Old Sep 21, 2013, 07:57 PM
BipolaRNurse's Avatar
BipolaRNurse BipolaRNurse is offline
Neurodivergent
 
Member Since: Mar 2012
Location: Western US
Posts: 4,831
Quote:
Originally Posted by BluViolet View Post
I am new to this site....but am in the same boat. I am graduating from nursing school soon and have to disclose the fact that I am BPII. I am scared to say the very least.... I have worked so hard to get to this point that I am stressed that the BON won't let me test. I understand why I have to 'disclose' this information but it makes me feel bad. I don't have a history or anything but still. I am sweating this....because up until this point no one knows I am Bipolar except my doctor, husband and a couple close family members and maybe two friends. There is such a stigma involved....I don't like discussing about personal issues. (Hence anonymity on this site!) But now I am about to legally declare myself with a mental disorder and that it will always be on my record.....always. Uggh, I don't know how to deal with this....I have put off applying because I am nervous about sending my declaration to be reviewed.
Be careful what you put on your application......if you disclose a mental illness, the BON will more than likely force you to go through a monitoring program that's actually designed for addicts, nurses who have diverted drugs, DUIs etc. This lasts for a minimum of three to five YEARS.

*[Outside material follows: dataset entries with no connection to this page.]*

/// Index-aligned histories for charting.
#[derive(Debug, Clone, PartialEq, Serialize)]
pub struct SeriesReport {
    /// Entity the series belong to.
    pub entity: EntityName,
    /// Every snapshot label, oldest first.
    pub labels: Vec<SnapshotLabel>,
    /// One entry per requested key.
    pub series: Vec<KeySeries>,
}

impl SeriesReport {
    /// Render as pretty-printed JSON.
    ///
    /// # Errors
    ///
    /// Returns [`WorkflowError::Serialize`] if serialization fails.
    pub fn to_json(&self) -> Result<String, WorkflowError> {
        Ok(serde_json::to_string_pretty(self)?)
    }
}

/// Workflows bound to one configuration, host and store.
pub struct Workflows<'a, C: Connector> {
    config: &'a HistoryConfig,
    connector: &'a C,
    store: HistoryStore,
    labels: LabelGenerator,
}

impl<'a, C: Connector> Workflows<'a, C> {
    /// Bind workflows to `config` and `connector`.
    ///
    /// # Errors
    ///
    /// Returns [`WorkflowError::Config`] if the store or label settings are
    /// invalid.
    pub fn new(config: &'a HistoryConfig, connector: &'a C) -> Result<Self, WorkflowError> {
        Ok(Self {
            config,
            connector,
            store: HistoryStore::new(config.store.store_config()?),
            labels: config.workflow.label_generator()?,
        })
    }

    /// The history store these workflows write to.
    pub const fn store(&self) -> &HistoryStore {
        &self.store
    }

    /// Run the perturbation exercise on the configured model.
    ///
    /// Captures the model, writes it, then writes `iterations` perturbed
    /// copies under fresh labels, reads back every target's series, and
    /// finally restores the model to the first snapshot.
    ///
    /// # Errors
    ///
    /// Returns the first store, host or configuration error.
    pub async fn exercise(&mut self) -> Result<ExerciseReport, WorkflowError> {
        let entity = self.config.workflow.entity()?;
        let targets = self.config.exercise.targets()?;
        let list = VariableList::from_file(&self.config.capture.variables_file).await?;
        let filter = self.config.capture.filter();
        let perturbation = Perturbation::from_config(&self.config.exercise);
        let mut rng = rng_from_seed(self.config.exercise.seed);

        info!(
            %entity,
            model = %self.config.workflow.model_path.display(),
            iterations = self.config.exercise.iterations,
            variables = list.len(),
            "Exercise starting"
        );

        let connector = self.connector;
        let mut session = Session::open(connector)?;
        session.open_model(&self.config.workflow.model_path)?;

        // 1. Capture and record the starting state
        let mut capture = capture_snapshot(&mut session, &list, &filter)?;
        let first_label = self.labels.next_label()?;
        self.store
            .write_snapshot(&entity, &first_label, capture.pairs())
            .await?;
        let mut labels = vec![first_label.clone()];

        // 2. Fabricate model updates
        for iteration in 1..=self.config.exercise.iterations {
            perturbation.apply(&mut capture, &targets, &mut rng);
            let label = self.labels.next_label()?;
            let report = self
                .store
                .write_snapshot(&entity, &label, capture.pairs())
                .await?;
            tracing::debug!(iteration, %label, written = report.written, "Perturbed snapshot written");
            labels.push(label);
        }

        // 3. Read back target histories
        let mut series = BTreeMap::new();
        for target in &targets {
            let values = self.target_series(&entity, target).await?;
            series.insert(target.as_str().to_owned(), values);
        }

        // 4. Return the model to its starting state
        let cells = self.store.read_snapshot(&entity, &first_label).await?;
        let restored = apply_snapshot(&mut session, cells)?;
        session.close();

        info!(%entity, snapshots = labels.len(), restored = restored.applied, "Exercise complete");
        Ok(ExerciseReport {
            entity,
            labels,
            series,
            restored_label: first_label,
            restored,
        })
    }

    /// Record the current state of every model in the models directory.
    ///
    /// Model files are matched on extension (case-insensitive) and visited
    /// in name order. Each one is written to the entity named after its
    /// upper-cased file stem. Models that cannot be opened or whose stem is
    /// not a valid entity name are logged and skipped.
    ///
    /// # Errors
    ///
    /// Returns [`WorkflowError::ModelsDir`] if the directory cannot be
    /// read, and store or host errors that affect every model.
    pub async fn initialize_history(&mut self) -> Result<Vec<ModelSnapshot>, WorkflowError> {
        let models = self.model_files().await?;
        if models.is_empty() {
            warn!(
                dir = %self.config.workflow.models_dir.display(),
                extension = self.config.workflow.model_extension.as_str(),
                "No model files found"
            );
            return Ok(Vec::new());
        }

        let list = VariableList::from_file(&self.config.capture.variables_file).await?;
        let filter = self.config.capture.filter();
        let connector = self.connector;
        let mut session = Session::open(connector)?;
        let mut snapshots = Vec::with_capacity(models.len());

        for path in models {
            let Some(entity) = entity_for_model(&path) else {
                warn!(path = %path.display(), "Model file name is not a valid entity name, skipping");
                continue;
            };
            if let Err(err) = session.open_model(&path) {
                warn!(path = %path.display(), error = %err, "Cannot open model, skipping");
                continue;
            }
            let snapshot = self
                .capture_into(&mut session, &entity, &list, &filter, Some(path))
                .await?;
            snapshots.push(snapshot);
        }

        session.close();
        info!(models = snapshots.len(), "History initialised");
        Ok(snapshots)
    }

    /// Capture one model into `entity` under a fresh label.
    ///
    /// Opens `model` first if given; otherwise reads whatever model the
    /// host currently has loaded.
    ///
    /// # Errors
    ///
    /// Returns the first store, host or configuration error.
    pub async fn snapshot(
        &mut self,
        entity: &EntityName,
        model: Option<&Path>,
    ) -> Result<ModelSnapshot, WorkflowError> {
        let list = VariableList::from_file(&self.config.capture.variables_file).await?;
        let filter = self.config.capture.filter();
        let connector = self.connector;
        let mut session = Session::open(connector)?;
        if let Some(path) = model {
            session.open_model(path)?;
        }
        let snapshot = self
            .capture_into(&mut session, entity, &list, &filter, model.map(Path::to_path_buf))
            .await?;
        session.close();
        Ok(snapshot)
    }

    /// Write a stored snapshot back into the host.
    ///
    /// If `model` is given it is opened first and saved again afterwards,
    /// so the restored state persists in the model file.
    ///
    /// # Errors
    ///
    /// Returns [`WorkflowError::History`] if the snapshot does not exist
    /// and [`WorkflowError::Bridge`] if the host cannot be reached.
    pub async fn restore(
        &self,
        entity: &EntityName,
        label: &SnapshotLabel,
        model: Option<&Path>,
    ) -> Result<ApplyReport, WorkflowError> {
        let cells = self.store.read_snapshot(entity, label).await?;
        let mut session = Session::open(self.connector)?;
        if let Some(path) = model {
            session.open_model(path)?;
        }
        let report = apply_snapshot(&mut session, cells)?;
        if let Some(path) = model {
            session.save_model(path)?;
        }
        info!(%entity, %label, applied = report.applied, failed = report.failed.len(), "Snapshot restored");
        Ok(report)
    }

    /// Run a long-running host command and wait for it with the configured
    /// `wait` policy.
    ///
    /// Opens `model` first if given, and saves it again afterwards when
    /// `save` is set. Network commands (`GAP.` prefix) report what they
    /// left in `GAP.LASTCMDRET`.
    ///
    /// # Errors
    ///
    /// Returns [`WorkflowError::Bridge`] if the command has no known
    /// application prefix, the host rejects it, or the host stays busy past
    /// `wait.timeout_ms`.
    pub async fn run_command(
        &self,
        command: &str,
        model: Option<&Path>,
        save: bool,
    ) -> Result<CommandReport, WorkflowError> {
        let command = command.trim();
        let app = command_app(command)?;
        let policy = self.config.wait.policy();

        let mut session = Session::open(self.connector)?;
        if let Some(path) = model {
            session.open_model(path)?;
        }
        let result = if app == AppName::Gap {
            Some(session.gap_function(command, &policy).await?)
        } else {
            session.run_slow_command(command, &policy).await?;
            None
        };
        let saved = match model {
            Some(path) if save => {
                session.save_model(path)?;
                true
            }
            _ => false,
        };
        session.close();

        info!(command, %app, saved, "Host command finished");
        Ok(CommandReport {
            command: command.to_owned(),
            app,
            model: model.map(Path::to_path_buf),
            result,
            saved,
        })
    }

    /// Build index-aligned series for `keys`, or for every key if empty.
    ///
    /// # Errors
    ///
    /// Returns [`WorkflowError::History`] if the entity or a key does not
    /// exist.
    pub async fn series_report(
        &self,
        entity: &EntityName,
        keys: &[String],
    ) -> Result<SeriesReport, WorkflowError> {
        let labels = self.store.list_snapshots(entity).await?;
        let keys = if keys.is_empty() {
            self.store.list_keys(entity).await?
        } else {
            keys.to_vec()
        };

        let mut series = Vec::with_capacity(keys.len());
        for key in keys {
            let points = self
                .store
                .read_series_aligned(entity, &key)
                .await?
                .into_iter()
                .map(|point| ReportPoint {
                    value: point.cell.to_number().ok().flatten(),
                    label: point.label,
                })
                .collect();
            series.push(KeySeries { key, points });
        }

        Ok(SeriesReport {
            entity: entity.clone(),
            labels,
            series,
        })
    }

    async fn capture_into(
        &mut self,
        session: &mut Session<'_, C>,
        entity: &EntityName,
        list: &VariableList,
        filter: &Filter,
        model: Option<PathBuf>,
    ) -> Result<ModelSnapshot, WorkflowError> {
        let capture = capture_snapshot(session, list, filter)?;
        let label = self.labels.next_label()?;
        let write = self
            .store
            .write_snapshot(entity, &label, capture.pairs())
            .await?;
        info!(%entity, %label, written = write.written, "Snapshot recorded");

        Ok(ModelSnapshot {
            entity: entity.clone(),
            label,
            model,
            failed_reads: capture
                .failed()
                .iter()
                .map(|id| id.as_str().to_owned())
                .collect(),
            write,
        })
    }

    async fn target_series(
        &self,
        entity: &EntityName,
        target: &VariableId,
    ) -> Result<Vec<f64>, WorkflowError> {
        match self.store.read_series(entity, target.as_str()).await {
            Ok(values) => Ok(values),
            Err(HistoryError::KeyNotFound { .. }) => {
                warn!(%entity, variable = %target, "Target has no history");
                Ok(Vec::new())
            }
            Err(err) => Err(err.into()),
        }
    }

    async fn model_files(&self) -> Result<Vec<PathBuf>, WorkflowError> {
        let dir = &self.config.workflow.models_dir;
        let extension = self.config.workflow.model_extension.trim().trim_start_matches('.');
        let dir_error = |source| WorkflowError::ModelsDir {
            dir: dir.clone(),
            source,
        };

        let mut entries = tokio::fs::read_dir(dir).await.map_err(dir_error)?;
        let mut models = Vec::new();
        while let Some(entry) = entries.next_entry().await.map_err(dir_error)? {
            let path = entry.path();
            let matches = path
                .extension()
                .and_then(OsStr::to_str)
                .is_some_and(|ext| ext.eq_ignore_ascii_case(extension));
            if matches && entry.file_type().await.map_err(dir_error)?.is_file() {
                models.push(path);
            }
        }
        models.sort();
        Ok(models)
    }
}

You'll have to provide observed random urine samples and call in to an automatic messaging system daily, go to THEIR counselors and psychiatrists.....all at high cost. And on top of that, you'll have to work with stipulations that will probably not allow you to administer narcotics, which will make it bloody unlikely that you'll be able even to find a job with your newly-minted RN.

Nervous yet? You should be. I certainly am. I don't know why the nursing boards feel we have to be punished for having a mental illness, but they do, so it's best NOT to disclose if there is any way at all of getting around it.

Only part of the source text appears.